Il Dono
Lui cammina a testa bassa tra la gente. Ormai non osa nemmeno più guardare i volti delle persone che incontra. Gli specchi a casa sua sono spariti già da tempo. I suoi “amici” (così si autodefinivano quelle persone divenute degli estranei che ogni tanto si facevano vivi in passato) li sente solo per telefono.
Non era stata una scelta di vita voluta, lui non era un asociale per vocazione. Il fatto è che fin da piccolo aveva un dono…che lui però aveva imparato a riconoscere per quello che era realmente: una maledizione. Mentre ripensa a tutte queste cose, urta inavvertitamente un distinto signore che cammina sul marciapiede in direzione opposta alla sua:
«Attento a dove vai!» lo apostrofa il tizio.

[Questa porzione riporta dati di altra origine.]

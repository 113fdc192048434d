//! The live, incrementally-editable collection of all operation nodes.
pub mod registry;

pub use registry::{GraphStore, SlotPatch, StoreError};
#[cfg(test)]
mod tests {
    use super::*;

    #[test]
    fn test_standalone_names_count_per_kind() {
        let mut store = GraphStore::new();
        let a = store
            .add_standalone_node(FunctionKind::Add, InputSlot::default(), InputSlot::default())
            .unwrap();
        let b = store
            .add_standalone_node(FunctionKind::Add, InputSlot::default(), InputSlot::default())
            .unwrap();
        let s = store
            .add_standalone_node(FunctionKind::Sqrt, InputSlot::default(), InputSlot::default())
            .unwrap();
        assert_eq!((a.as_str(), b.as_str(), s.as_str()), ("Add1", "Add2", "Sqrt1"));
        assert_eq!(store.node_count(), 3);
    }

    #[test]
    fn test_update_node_appends_sources_and_replaces_values() {
        let mut store = GraphStore::new();
        let a = store
            .add_standalone_node(FunctionKind::Add, InputSlot::default(), InputSlot::default())
            .unwrap();
        let b = store
            .add_standalone_node(FunctionKind::Add, InputSlot::default(), InputSlot::default())
            .unwrap();
        let sink = store
            .add_standalone_node(FunctionKind::Multiply, InputSlot::default(), InputSlot::default())
            .unwrap();

        store
            .update_node(&sink, Some(SlotPatch::Source(a.clone())), None)
            .unwrap();
        store
            .update_node(&sink, Some(SlotPatch::Source(b.clone())), None)
            .unwrap();
        assert_eq!(store.node(&sink).unwrap().input_a.sources(), [a.clone(), b]);

        // A literal patch replaces the merged list outright.
        store
            .update_node(&sink, Some(SlotPatch::Value(7.0)), None)
            .unwrap();
        assert_eq!(store.node(&sink).unwrap().input_a, InputSlot::fixed(7.0));
    }

    #[test]
    fn test_update_node_rejects_unknown_names() {
        let mut store = GraphStore::new();
        let a = store
            .add_standalone_node(FunctionKind::Add, InputSlot::default(), InputSlot::default())
            .unwrap();
        assert_eq!(
            store.update_node("Ghost1", Some(SlotPatch::Value(1.0)), None),
            Err(StoreError::UnknownNode("Ghost1".to_string()))
        );
        assert_eq!(
            store.update_node(&a, Some(SlotPatch::Source("Ghost1".to_string())), None),
            Err(StoreError::UnknownNode("Ghost1".to_string()))
        );
    }

    #[test]
    fn test_remove_node_input_reverts_to_default() {
        let mut store = GraphStore::new();
        let a = store
            .add_standalone_node(FunctionKind::Add, InputSlot::default(), InputSlot::default())
            .unwrap();
        let sink = store
            .add_standalone_node(FunctionKind::Abs, InputSlot::default(), InputSlot::default())
            .unwrap();
        store
            .update_node(&sink, Some(SlotPatch::Source(a.clone())), None)
            .unwrap();

        store.remove_node_input(&sink, Some(&a), None).unwrap();
        assert_eq!(store.node(&sink).unwrap().input_a, InputSlot::fixed(1.0));

        assert_eq!(
            store.remove_node_input(&sink, Some(&a), None),
            Err(StoreError::SourceNotAttached {
                name: sink.clone(),
                source_name: a,
            })
        );
    }

    #[test]
    fn test_remove_node_cascade_clears_references() {
        let mut store = GraphStore::new();
        let a = store
            .add_standalone_node(FunctionKind::Add, InputSlot::default(), InputSlot::default())
            .unwrap();
        let sink = store
            .add_standalone_node(FunctionKind::Sqrt, InputSlot::default(), InputSlot::default())
            .unwrap();
        store
            .update_node(&sink, Some(SlotPatch::Source(a.clone())), None)
            .unwrap();

        store.remove_node(&a).unwrap();
        assert!(store.node(&a).is_none());
        // The dead wire is scrubbed, not left dangling.
        assert_eq!(store.node(&sink).unwrap().input_a, InputSlot::fixed(1.0));

        assert_eq!(
            store.remove_node(&a),
            Err(StoreError::UnknownNode(a.clone()))
        );
    }

    #[test]
    fn test_equation_round_trip_restores_the_store() {
        let mut store = GraphStore::new();
        store
            .add_standalone_node(FunctionKind::Add, InputSlot::default(), InputSlot::default())
            .unwrap();
        let before = store.node_count();
        let added: Vec<String>;
        {
            let eq = store.add_equation_graph("SQRT ( x + 2 )").unwrap();
            added = eq.node_names.clone();
            assert!(!added.is_empty());
        }
        assert_eq!(store.node_count(), before + added.len());

        store.remove_equation_graph("EQN1").unwrap();
        assert_eq!(store.node_count(), before);
        for name in added {
            assert!(store.node(&name).is_none());
        }
        assert_eq!(
            store.remove_equation_graph("EQN1"),
            Err(StoreError::UnknownEquation("EQN1".to_string()))
        );
    }

    #[test]
    fn test_equation_members_cannot_be_removed_standalone() {
        let mut store = GraphStore::new();
        let output = store.add_equation_graph("x + 2").unwrap().output_node_name.clone();
        assert_eq!(
            store.remove_node(&output),
            Err(StoreError::EquationOwned {
                name: output,
                id: "EQN1".to_string(),
            })
        );
    }

    #[test]
    fn test_removing_an_equation_scrubs_external_wires() {
        let mut store = GraphStore::new();
        let eq_output = store.add_equation_graph("x + 2").unwrap().output_node_name.clone();
        let sink = store
            .add_standalone_node(FunctionKind::Abs, InputSlot::default(), InputSlot::default())
            .unwrap();
        store
            .update_node(&sink, Some(SlotPatch::Source(eq_output)), None)
            .unwrap();

        store.remove_equation_graph("EQN1").unwrap();
        assert_eq!(store.node(&sink).unwrap().input_a, InputSlot::fixed(1.0));
    }

    #[test]
    fn test_update_equation_graph_keeps_the_id() {
        let mut store = GraphStore::new();
        let id = store.add_equation_graph("x + 2").unwrap().id.clone();
        let before = store.node_count();

        let eq = store.update_equation_graph(&id, "y * 3 + z").unwrap();
        assert_eq!(eq.id, id);
        assert_eq!(eq.equation_text, "y * 3 + z");
        assert_eq!(eq.variable_names, [format!("{id}y"), format!("{id}z")]);
        assert_ne!(store.node_count(), before);
        assert!(store.node(&format!("{id}x")).is_none());
    }

    #[test]
    fn test_update_equation_graph_is_atomic_on_parse_failure() {
        let mut store = GraphStore::new();
        let id = store.add_equation_graph("x + 2").unwrap().id.clone();
        let before = store.node_count();

        let err = store.update_equation_graph(&id, "( x + 2").unwrap_err();
        assert_eq!(err, StoreError::Parse(ParseError::UnbalancedParenthesis));
        assert_eq!(store.node_count(), before);
        assert_eq!(store.equation(&id).unwrap().equation_text, "x + 2");
    }

    #[test]
    fn test_update_equation_graph_is_atomic_on_name_collision() {
        let mut store = GraphStore::new();
        // Enough equations that EQN1's prefix is a prefix of EQN12's.
        for _ in 0..11 {
            store.add_equation_graph("1 + 1").unwrap();
        }
        store.add_equation_graph("x + 1").unwrap();
        assert!(store.node("EQN12x").is_some());
        let before = store.node_count();

        // Variable `2x` under id EQN1 would also synthesize `EQN12x`.
        let err = store.update_equation_graph("EQN1", "2x + 1").unwrap_err();
        assert_eq!(
            err,
            StoreError::DuplicateName {
                name: "EQN12x".to_string()
            }
        );

        // The failed edit must not have torn down the old subgraph.
        assert_eq!(store.node_count(), before);
        let eq = store.equation("EQN1").expect("EQN1 must survive");
        assert_eq!(eq.equation_text, "1 + 1");
        for name in eq.node_names.clone() {
            assert!(store.node(&name).is_some());
        }
    }

    #[test]
    fn test_equation_ids_are_monotonic() {
        let mut store = GraphStore::new();
        let a = store.add_equation_graph("1 + 1").unwrap().id.clone();
        let b = store.add_equation_graph("2 + 2").unwrap().id.clone();
        store.remove_equation_graph(&a).unwrap();
        let c = store.add_equation_graph("3 + 3").unwrap().id.clone();
        assert_eq!((a.as_str(), b.as_str(), c.as_str()), ("EQN1", "EQN2", "EQN3"));
    }
}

Lui, come se risvegliato da un sonno farcito di incubi, alza la testa senza pensarci, e per un attimo il suo sguardo incontra quello dell’uomo nel quale si è imbattuto. Guarda nella sua direzione, ma non lo vede: davanti a sé vede un letto di ospedale, dove giace questo stesso uomo, con 5 o 6 anni in più, una serie di aghi nel braccio destro ed una cannetta nel naso. E dietro di lui un monitor, sul quale una linea smette di oscillare per trasformarsi in una striscia piatta, immobile come il suo petto, ed i suoi occhi sbarrati guardano quel buio che prima o poi tutti vedremo. Lui si strofina gli occhi, per cancellare le tracce di quell’immagine, mentre risponde:
«Mi scusi» quasi mormorando, e come se la sua voce uscisse per conto proprio, un suono senza alcun legame con quel cervello che dovrebbe guidarla.
Prosegue a camminare, guardandosi attorno solo ogni tanto, vedendo le sagome che lo circondano (anche due persone gli sembrano una folla), e riuscendo sempre ad evitare di incrociarne gli sguardi.

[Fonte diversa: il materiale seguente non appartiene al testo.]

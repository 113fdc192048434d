//! Splits an equation string into tokens and rewrites juxtaposition into
//! explicit multiplication.
//!
//! The grammar is whitespace-delimited: every token in the source must be
//! separated by a single space. Implicit multiplication is inferred only at
//! parenthesis boundaries — `2 ( x )` and `( x ) y` gain a `*`, while a
//! function call like `SIN ( x )` does not.

use super::ParseError;
use crate::graph::ops;

/// True for tokens that can stand as an operand: not an operator, not a
/// function name. Literals, variables, and punctuation all qualify, matching
/// the adjacency test the rewriter needs.
fn is_operand_like(token: &str) -> bool {
    !ops::is_operator(token) && !ops::is_function(token)
}

/// Tokenizes `equation`, inserting a `*` wherever adjacency implies
/// multiplication:
///
/// - `) t` where `t` is a literal or variable (not another `)`), and
/// - `t (` where `t` is a literal or variable (not another `(`).
///
/// A function name before `(` is a call, never a product.
pub fn tokenize(equation: &str) -> Result<Vec<String>, ParseError> {
    let raw: Vec<&str> = equation.split(' ').filter(|t| !t.is_empty()).collect();
    if raw.is_empty() {
        return Err(ParseError::EmptyExpression);
    }

    let mut tokens = Vec::with_capacity(raw.len());
    tokens.push(raw[0].to_string());
    for pair in raw.windows(2) {
        let (left, right) = (pair[0], pair[1]);
        let before_group = right == "(" && left != "(" && is_operand_like(left);
        let after_group = left == ")" && right != ")" && is_operand_like(right);
        if before_group || after_group {
            tokens.push("*".to_string());
        }
        tokens.push(right.to_string());
    }
    Ok(tokens)
}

Arriva al parco, dove improvvisamente qualcosa lo colpisce alle gambe.
«Ehi, tu! Ridammi la palla!»
Gli grida un bambino. Avrà più o meno dieci anni, ma l’aria molto sveglia. Mentre gli ripassa la palla, lui lo vede bene in viso.
«Merda.» Pensa, più stanco che impressionato, mentre vede quello stesso bambino a diciassette anni, che col suo motorino si infila ubriaco (ma lui non lo sa che quella sarebbe stata la prima – ed ultima – sbronza della sua vita) nel parabrezza di un auto, sfondandolo e sfondandosi costole, polmoni e stomaco, più qualche altro organo, e inondando del suo sangue la donna che siede al volante.
Lo guarda ancora un po’, mentre il ragazzino riattraversa la pista ciclabile, facendo sbandare e frenare i ciclisti che lo rimproverano. Sta per gridargli di stare attento, ma si trattiene. «Tanto, a cosa servirebbe?» Si chiede.
Prosegue per la sua strada, esce dal parco, incontra altra gente, per lo più ne vede i piedi, al massimo il torace, a volte vede qualche volto: quello di un diabetico che morirà di lì ad un paio d’anni; una bambina che quando avrà ottant’anni cadrà dalle scale rompendosi l’osso del collo; un tassista che grazie ad un colpo di sonno lascerà vedova sua moglie ed orfani i suoi figli.
«Ma sarà sposato?»
Si chiede lui, che non sa più dove finiscono le visioni ed iniziano i ricami della sua immaginazione, ormai troppo abituata a queste finestre sul futuro.
Incontra un bel micio che brucerà le sue nove vite sotto le ruote di un furgoncino, ed un vecchio il cui cuore scoppierà quando un tossicodipendente lo minaccerà con un coltello per due banconote da cinque euro, ed una coppia felice, per lo meno per qualche mese: lui verrà ucciso da un rapinatore nel suo bar, più o meno nello stesso periodo in cui a lei verrà diagnosticato quel cancro alle ovaie che la ucciderà tra cinque anni.
Per fortuna il bambino nel passeggino guarda dall’altra parte: all’inizio, quando considerava questa sua capacità ancora un dono, aveva sviluppato una morbosa curiosità per i destini dei bambini: più avevano da crescere, più lo affascinava scoprire come avrebbero smesso di farlo una volta per tutte.
Ma man mano che questo fenomeno si ripeteva, l’orrore aveva preso il posto della curiosità, come per effetto di un’orribile indigestione di morti.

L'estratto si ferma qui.